Collected data entries
··········

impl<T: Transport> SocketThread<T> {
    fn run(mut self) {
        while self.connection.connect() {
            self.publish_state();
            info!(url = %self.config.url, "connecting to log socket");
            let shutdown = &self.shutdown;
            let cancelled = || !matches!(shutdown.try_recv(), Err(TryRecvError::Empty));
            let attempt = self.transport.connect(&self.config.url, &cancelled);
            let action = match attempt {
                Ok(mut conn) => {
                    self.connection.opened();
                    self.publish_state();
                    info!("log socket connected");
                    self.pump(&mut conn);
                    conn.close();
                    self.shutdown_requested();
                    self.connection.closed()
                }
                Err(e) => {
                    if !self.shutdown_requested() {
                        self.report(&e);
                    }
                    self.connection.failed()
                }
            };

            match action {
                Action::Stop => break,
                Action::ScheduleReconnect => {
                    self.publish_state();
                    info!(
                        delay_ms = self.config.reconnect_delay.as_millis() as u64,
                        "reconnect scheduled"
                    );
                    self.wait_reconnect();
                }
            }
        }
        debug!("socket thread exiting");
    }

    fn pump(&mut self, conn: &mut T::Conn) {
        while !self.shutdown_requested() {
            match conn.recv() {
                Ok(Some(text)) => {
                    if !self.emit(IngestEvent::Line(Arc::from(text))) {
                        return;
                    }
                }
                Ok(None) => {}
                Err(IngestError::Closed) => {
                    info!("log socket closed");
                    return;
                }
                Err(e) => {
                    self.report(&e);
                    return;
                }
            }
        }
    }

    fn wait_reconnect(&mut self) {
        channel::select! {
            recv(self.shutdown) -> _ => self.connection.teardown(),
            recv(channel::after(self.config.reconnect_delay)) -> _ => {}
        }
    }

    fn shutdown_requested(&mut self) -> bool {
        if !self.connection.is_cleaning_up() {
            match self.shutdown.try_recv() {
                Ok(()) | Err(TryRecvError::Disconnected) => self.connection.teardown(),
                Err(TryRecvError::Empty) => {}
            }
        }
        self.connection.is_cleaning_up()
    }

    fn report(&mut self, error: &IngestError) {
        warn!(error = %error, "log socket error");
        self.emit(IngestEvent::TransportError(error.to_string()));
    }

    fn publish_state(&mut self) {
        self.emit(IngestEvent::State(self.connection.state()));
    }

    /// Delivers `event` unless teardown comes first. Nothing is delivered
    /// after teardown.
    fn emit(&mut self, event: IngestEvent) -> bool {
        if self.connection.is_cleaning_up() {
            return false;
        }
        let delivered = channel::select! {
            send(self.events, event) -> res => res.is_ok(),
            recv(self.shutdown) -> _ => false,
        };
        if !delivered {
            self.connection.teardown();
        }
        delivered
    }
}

··········

_Try it_.
Please copy out the records exactly as they appear.

_Output below_.
impl<T: Transport> SocketThread<T> {
    fn run(mut self) {
        while self.connection.connect() {
            self.publish_state();
            info!(url = %self.config.url, "connecting to log socket");
            let shutdown = &self.shutdown;
            let cancelled = || !matches!(shutdown.try_recv(), Err(TryRecvError::Empty));
            let attempt = self.transport.connect(&self.config.url, &cancelled);
            let action = match attempt {
                Ok(mut conn) => {
                    self.connection.opened();
                    self.publish_state();
                    info!("log socket connected");
                    self.pump(&mut conn);
                    conn.close();
                    self.shutdown_requested();
                    self.connection.closed()
                }
                Err(e) => {
                    if !self.shutdown_requested() {
                        self.report(&e);
                    }
                    self.connection.failed()
                }
            };

            match action {
                Action::Stop => break,
                Action::ScheduleReconnect => {
                    self.publish_state();
                    info!(
                        delay_ms = self.config.reconnect_delay.as_millis() as u64,
                        "reconnect scheduled"
                    );
                    self.wait_reconnect();
                }
            }
        }
        debug!("socket thread exiting");
    }

    fn pump(&mut self, conn: &mut T::Conn) {
        while !self.shutdown_requested() {
            match conn.recv() {
                Ok(Some(text)) => {
                    if !self.emit(IngestEvent::Line(Arc::from(text))) {
                        return;
                    }
                }
                Ok(None) => {}
                Err(IngestError::Closed) => {
                    info!("log socket closed");
                    return;
                }
                Err(e) => {
                    self.report(&e);
                    return;
                }
            }
        }
    }

    fn wait_reconnect(&mut self) {
        channel::select! {
            recv(self.shutdown) -> _ => self.connection.teardown(),
            recv(channel::after(self.config.reconnect_delay)) -> _ => {}
        }
    }

    fn shutdown_requested(&mut self) -> bool {
        if !self.connection.is_cleaning_up() {
            match self.shutdown.try_recv() {
                Ok(()) | Err(TryRecvError::Disconnected) => self.connection.teardown(),
                Err(TryRecvError::Empty) => {}
            }
        }
        self.connection.is_cleaning_up()
    }

    fn report(&mut self, error: &IngestError) {
        warn!(error = %error, "log socket error");
        self.emit(IngestEvent::TransportError(error.to_string()));
    }

    fn publish_state(&mut self) {
        self.emit(IngestEvent::State(self.connection.state()));
    }

    /// Delivers `event` unless teardown comes first. Nothing is delivered
    /// after teardown.
    fn emit(&mut self, event: IngestEvent) -> bool {
        if self.connection.is_cleaning_up() {
            return false;
        }
        let delivered = channel::select! {
            send(self.events, event) -> res => res.is_ok(),
            recv(self.shutdown) -> _ => false,
        };
        if !delivered {
            self.connection.teardown();
        }
        delivered
    }
}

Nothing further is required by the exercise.